Pour se sentir vivant, rien de tel qu'une petite larme versée sur un cercueil.







(avant de choquer définitivement le lecteur fidèle ou surtout, occasionnel qui n'est pas habitué à l'humour noir de Gilbert, je précise que le dessin n'est pas mon autoportrait... Il n'y a que lui, se sachant condamné, qui avait le courage de regarder la mort en face et de la défier avec de l'humour. Et n'avait-il pas raison nous concernant, des vivants en sursis, dans le confort relatif de notre ignorance de l'heure fatidique?...)



AUTOMNE

L'automne le déprimait.
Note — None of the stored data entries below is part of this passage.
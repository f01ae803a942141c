//! Protocol definitions for ELMetrics
//!
//! This module defines the core ECHONET Lite types used by the pipeline:
//! - Class codes (group + class) and device identity
//! - Numeric formats and property encodings
//! - Well-known property codes (EPC)

use std::fmt;

/// Property code (EPC) of a readable device attribute
pub type PropertyCode = u8;

/// Two-level device type identifier
#[derive(Debug, Clone, Copy, PartialEq, Eq, PartialOrd, Ord, Hash)]
pub struct ClassCode {
    /// Class group code (e.g. 0x02 housing/facility-related)
    pub group: u8,
    /// Class code within the group (e.g. 0x87 distribution panel metering)
    pub class: u8,
}

impl ClassCode {
    /// Create a class code from its group and class bytes
    pub const fn new(group: u8, class: u8) -> Self {
        Self { group, class }
    }
}

impl fmt::Display for ClassCode {
    fn fmt(&self, f: &mut fmt::Formatter<'_>) -> fmt::Result {
        write!(f, "0x{:02X}{:02X}", self.group, self.class)
    }
}

/// A discovered device
///
/// Identity is the (address, class) pair. Devices are immutable after
/// discovery.
#[derive(Debug, Clone, PartialEq, Eq, Hash)]
pub struct Device {
    /// Transport-level endpoint identifier (usually an IP address)
    pub address: String,
    /// Device class
    pub class: ClassCode,
}

impl Device {
    /// Create a new device
    pub fn new(address: impl Into<String>, class: ClassCode) -> Self {
        Self {
            address: address.into(),
            class,
        }
    }
}

impl fmt::Display for Device {
    fn fmt(&self, f: &mut fmt::Formatter<'_>) -> fmt::Result {
        write!(f, "{}/{}", self.address, self.class)
    }
}

/// Fixed-width big-endian integer format
#[derive(Debug, Clone, Copy, PartialEq, Eq, Hash)]
pub enum NumericFormat {
    /// unsigned char (1 byte)
    UInt8,
    /// signed char (1 byte)
    Int8,
    /// unsigned short (2 bytes)
    UInt16,
    /// signed short (2 bytes)
    Int16,
    /// unsigned long (4 bytes)
    UInt32,
    /// signed long (4 bytes)
    Int32,
}

impl NumericFormat {
    /// Width in bytes
    pub fn width(&self) -> usize {
        match self {
            NumericFormat::UInt8 | NumericFormat::Int8 => 1,
            NumericFormat::UInt16 | NumericFormat::Int16 => 2,
            NumericFormat::UInt32 | NumericFormat::Int32 => 4,
        }
    }

    /// Whether values are two's-complement signed
    pub fn is_signed(&self) -> bool {
        matches!(
            self,
            NumericFormat::Int8 | NumericFormat::Int16 | NumericFormat::Int32
        )
    }

    /// Check whether a decoded value is one of the reserved
    /// overflow/underflow/no-data codes of this format.
    pub fn is_not_applicable(&self, value: i64) -> bool {
        let bits = (self.width() * 8) as u32;
        if self.is_signed() {
            let max = (1i64 << (bits - 1)) - 1;
            let min = -(1i64 << (bits - 1));
            value == max || value == max - 1 || value == min
        } else {
            let max = (1i64 << bits) - 1;
            value == max || value == max - 1
        }
    }
}

impl fmt::Display for NumericFormat {
    fn fmt(&self, f: &mut fmt::Formatter<'_>) -> fmt::Result {
        let name = match self {
            NumericFormat::UInt8 => "u8",
            NumericFormat::Int8 => "i8",
            NumericFormat::UInt16 => "u16be",
            NumericFormat::Int16 => "i16be",
            NumericFormat::UInt32 => "u32be",
            NumericFormat::Int32 => "i32be",
        };
        f.write_str(name)
    }
}

/// How a raw property buffer is interpreted
#[derive(Debug, Clone, Copy, PartialEq, Eq, Hash)]
pub enum PropertyEncoding {
    /// A single value of the given format
    Scalar(NumericFormat),
    /// `[min_index, max_index]` header followed by homogeneous elements
    Array(NumericFormat),
}

impl PropertyEncoding {
    /// Element format
    pub fn format(&self) -> NumericFormat {
        match self {
            PropertyEncoding::Scalar(f) | PropertyEncoding::Array(f) => *f,
        }
    }

    /// Whether this is an array encoding
    pub fn is_array(&self) -> bool {
        matches!(self, PropertyEncoding::Array(_))
    }
}

/// Well-known class codes
pub mod class {
    use super::ClassCode;

    /// Home air conditioner
    pub const HOME_AIR_CONDITIONER: ClassCode = ClassCode::new(0x01, 0x30);
    /// Electric water heater
    pub const ELECTRIC_WATER_HEATER: ClassCode = ClassCode::new(0x02, 0x6B);
    /// Household solar power generation
    pub const SOLAR_POWER_GENERATION: ClassCode = ClassCode::new(0x02, 0x79);
    /// Water flow meter
    pub const WATER_FLOW_METER: ClassCode = ClassCode::new(0x02, 0x81);
    /// Power distribution board metering
    pub const DISTRIBUTION_PANEL_METERING: ClassCode = ClassCode::new(0x02, 0x87);
    /// Node profile
    pub const NODE_PROFILE: ClassCode = ClassCode::new(0x0E, 0xF0);
}

/// Well-known property codes, grouped by device class
pub mod epc {
    /// Distribution panel metering (0x0287)
    pub mod panel {
        /// Measured cumulative electric energy, normal direction
        pub const CUMULATIVE_IN: u8 = 0xC0;
        /// Measured cumulative electric energy, reverse direction
        pub const CUMULATIVE_OUT: u8 = 0xC1;
        /// Unit for cumulative electric energy
        pub const ENERGY_UNIT: u8 = 0xC2;
        /// Measured instantaneous electric power
        pub const INSTANTANEOUS_POWER: u8 = 0xC6;
        /// Per-circuit cumulative electric energy list
        pub const CIRCUIT_CUMULATIVE_LIST: u8 = 0xB3;
        /// Per-circuit instantaneous power list
        pub const CIRCUIT_POWER_LIST: u8 = 0xB7;
    }

    /// Household solar power generation (0x0279)
    pub mod solar {
        /// Measured instantaneous generated power
        pub const INSTANTANEOUS_GENERATED: u8 = 0xE0;
        /// Measured cumulative generated energy (0.001 kWh)
        pub const CUMULATIVE_GENERATED: u8 = 0xE1;
        /// Measured cumulative sold energy (0.001 kWh)
        pub const CUMULATIVE_SOLD: u8 = 0xE3;
    }

    /// Water flow meter (0x0281)
    pub mod water_meter {
        /// Measured cumulative flowing water
        pub const CUMULATIVE_VOLUME: u8 = 0xE0;
        /// Unit for cumulative flowing water
        pub const VOLUME_UNIT: u8 = 0xE1;
    }

    /// Electric water heater (0x026B)
    pub mod water_heater {
        /// Measured water temperature
        pub const TEMPERATURE: u8 = 0xC1;
        /// Remaining hot water volume
        pub const AVAILABLE_VOLUME: u8 = 0xE1;
        /// Tank capacity
        pub const TANK_CAPACITY: u8 = 0xE2;
        /// Used hot water volume
        pub const USED_VOLUME: u8 = 0xEC;
    }

    /// Home air conditioner (0x0130)
    pub mod air_conditioner {
        /// Measured room temperature
        pub const INDOOR_TEMPERATURE: u8 = 0xBB;
        /// Measured outdoor air temperature
        pub const OUTDOOR_TEMPERATURE: u8 = 0xBE;
    }
}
Toutes ces feuilles qui tombaient contre sa volonté, le Président Moulet ne pouvait le supporter, habitué à ce que les gens, les choses lui obéissent, contrôlant les conseils d'administration comme un maréchal règne sur ces troupes, achetant tout et tout le monde pour satisfaire le moindre caprice. Cette année-là, il prit une décision : les milliers de feuilles de son parc seraient collées aux branches. Et comme leurs couleurs décadentes indiquaient trop la mort sournoise qui guettait sous ses fenêtres, il les fit repeindre en vert.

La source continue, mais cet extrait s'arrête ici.